Rename Perl6 to Perly

As a complete outside spectator of The Perl6 naming disaster I have proposed a rename to PerlyGate to keep conotations to both old Perl and all the religious mumbo jumbo Perl developers are so fond of. But my suggestion seemed to go unnoticed, might be due to the fact this blog is not read by anyone.
But I give it another try. Why not PerlySix, which keeps the reference to Perl6 and at the same time is a new name separated from Perl. Or just Perly a new name keeping the reference to Perl. Both Perly and PerlySix avoids the version number confusion with Perl.

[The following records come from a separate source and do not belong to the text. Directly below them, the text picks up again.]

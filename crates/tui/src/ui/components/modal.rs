use ratatui::{
    Frame,
    layout::{Alignment, Rect},
    style::{Modifier, Style},
    text::{Line, Span},
    widgets::{Block, BorderType, Borders, Clear, Paragraph, Wrap},
};

use crate::{
    app::AppState,
    entries::list::DELETE_CONFIRMATION,
    ui::{
        components::{
            centered_rect,
            hints::{KeyHint, hints_to_spans},
        },
        theme::Theme,
    },
};

/// Blocking alert first, then a pending delete confirmation.
pub fn render(frame: &mut Frame<'_>, area: Rect, state: &AppState) {
    let theme = Theme::default();

    if let Some(message) = state.notices.current_alert() {
        let hints = [KeyHint::new("Enter", "ok")];
        render_dialog(frame, area, " aviso ", message, &hints, theme.error, &theme);
        return;
    }

    if let Some(entry) = state.list.pending_delete() {
        let name = entry.name.as_deref().unwrap_or("-");
        let message = format!("{DELETE_CONFIRMATION}\n\n{name}");
        let hints = [KeyHint::new("y", "sim"), KeyHint::new("n", "não")];
        render_dialog(frame, area, " confirmar ", &message, &hints, theme.accent, &theme);
    }
}

fn render_dialog(
    frame: &mut Frame<'_>,
    area: Rect,
    title: &str,
    message: &str,
    hints: &[KeyHint],
    color: ratatui::style::Color,
    theme: &Theme,
) {
    let popup = centered_rect(50, 30, area);
    frame.render_widget(Clear, popup);

    let block = Block::default()
        .title(Span::styled(
            title.to_string(),
            Style::default().fg(color).add_modifier(Modifier::BOLD),
        ))
        .borders(Borders::ALL)
        .border_type(BorderType::Rounded)
        .border_style(Style::default().fg(color));

    let mut lines: Vec<Line<'_>> = message
        .lines()
        .map(|line| Line::from(Span::styled(line.to_string(), Style::default().fg(theme.text))))
        .collect();
    lines.push(Line::from(""));
    lines.push(Line::from(hints_to_spans(hints, theme)));

    let content = Paragraph::new(lines)
        .block(block)
        .alignment(Alignment::Center)
        .wrap(Wrap { trim: true });
    frame.render_widget(content, popup);
}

Do the rename of Perl6, and version update Perl to Perl 7, bumping over the unfortunate Perl 6.
Perly can keep the version number 6 or start from 1 both options sounds good to me. 

Update: As I understand Perl6 is now renamed to Raku. To me it sounds very 'pale', no flair whatsoever, but I'm not an native English speaker, so what do I know. Anyway it is the language that counts, not the name.